(Recorded data)

//! Cache Entry Module
//!
//! Defines the structure for individual cache entries with TTL support.

use std::time::{SystemTime, UNIX_EPOCH};

use serde::{Deserialize, Serialize};

use crate::cache::Arbitrary;

// == Cache Entry ==
/// A stored value with its expiry window.
///
/// Timestamps are fixed at creation; a refresh writes a brand new entry.
#[derive(Debug, Clone, PartialEq, Serialize, Deserialize)]
#[serde(rename_all = "camelCase")]
pub struct CacheEntry {
    /// Key the entry is stored under
    pub key: String,
    /// The stored value
    pub value: Arbitrary,
    /// Creation timestamp (Unix milliseconds)
    pub created_at: u64,
    /// Time to live in milliseconds
    pub ttl_millis: u64,
    /// Expiration timestamp (Unix milliseconds), always `created_at + ttl_millis`
    pub expires_at: u64,
}

impl CacheEntry {
    // == Constructor ==
    /// Creates a new cache entry written at `now_ms`.
    ///
    /// # Arguments
    /// * `key` - The key the entry belongs to
    /// * `value` - The value to store
    /// * `ttl_millis` - Time to live in milliseconds
    /// * `now_ms` - Creation time
    pub fn new(key: impl Into<String>, value: Arbitrary, ttl_millis: u64, now_ms: u64) -> Self {
        Self {
            key: key.into(),
            value,
            created_at: now_ms,
            ttl_millis,
            expires_at: now_ms.saturating_add(ttl_millis),
        }
    }

    // == Is Live ==
    /// Checks if the entry is still live at `now_ms`.
    ///
    /// Boundary condition: an entry is live strictly before `expires_at` and
    /// expired from `expires_at` on.
    pub fn is_live_at(&self, now_ms: u64) -> bool {
        now_ms < self.expires_at
    }

    /// Inverse of [`CacheEntry::is_live_at`].
    pub fn is_expired_at(&self, now_ms: u64) -> bool {
        !self.is_live_at(now_ms)
    }

    // == Time To Live ==
    /// Returns remaining TTL in milliseconds at `now_ms`, 0 once expired.
    pub fn ttl_remaining_ms(&self, now_ms: u64) -> u64 {
        self.expires_at.saturating_sub(now_ms)
    }
}

// == Utility Functions ==
/// Returns current Unix timestamp in milliseconds.
pub fn current_timestamp_ms() -> u64 {
    SystemTime::now()
        .duration_since(UNIX_EPOCH)
        .map(|d| d.as_millis() as u64)
        .unwrap_or(0)
}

== Your goal ==
Exactly as written above, copy every line.

== Solution ==
//! Cache Entry Module
//!
//! Defines the structure for individual cache entries with TTL support.

use std::time::{SystemTime, UNIX_EPOCH};

use serde::{Deserialize, Serialize};

use crate::cache::Arbitrary;

// == Cache Entry ==
/// A stored value with its expiry window.
///
/// Timestamps are fixed at creation; a refresh writes a brand new entry.
#[derive(Debug, Clone, PartialEq, Serialize, Deserialize)]
#[serde(rename_all = "camelCase")]
pub struct CacheEntry {
    /// Key the entry is stored under
    pub key: String,
    /// The stored value
    pub value: Arbitrary,
    /// Creation timestamp (Unix milliseconds)
    pub created_at: u64,
    /// Time to live in milliseconds
    pub ttl_millis: u64,
    /// Expiration timestamp (Unix milliseconds), always `created_at + ttl_millis`
    pub expires_at: u64,
}

impl CacheEntry {
    // == Constructor ==
    /// Creates a new cache entry written at `now_ms`.
    ///
    /// # Arguments
    /// * `key` - The key the entry belongs to
    /// * `value` - The value to store
    /// * `ttl_millis` - Time to live in milliseconds
    /// * `now_ms` - Creation time
    pub fn new(key: impl Into<String>, value: Arbitrary, ttl_millis: u64, now_ms: u64) -> Self {
        Self {
            key: key.into(),
            value,
            created_at: now_ms,
            ttl_millis,
            expires_at: now_ms.saturating_add(ttl_millis),
        }
    }

    // == Is Live ==
    /// Checks if the entry is still live at `now_ms`.
    ///
    /// Boundary condition: an entry is live strictly before `expires_at` and
    /// expired from `expires_at` on.
    pub fn is_live_at(&self, now_ms: u64) -> bool {
        now_ms < self.expires_at
    }

    /// Inverse of [`CacheEntry::is_live_at`].
    pub fn is_expired_at(&self, now_ms: u64) -> bool {
        !self.is_live_at(now_ms)
    }

    // == Time To Live ==
    /// Returns remaining TTL in milliseconds at `now_ms`, 0 once expired.
    pub fn ttl_remaining_ms(&self, now_ms: u64) -> u64 {
        self.expires_at.saturating_sub(now_ms)
    }
}

// == Utility Functions ==
/// Returns current Unix timestamp in milliseconds.
pub fn current_timestamp_ms() -> u64 {
    SystemTime::now()
        .duration_since(UNIX_EPOCH)
        .map(|d| d.as_millis() as u64)
        .unwrap_or(0)
}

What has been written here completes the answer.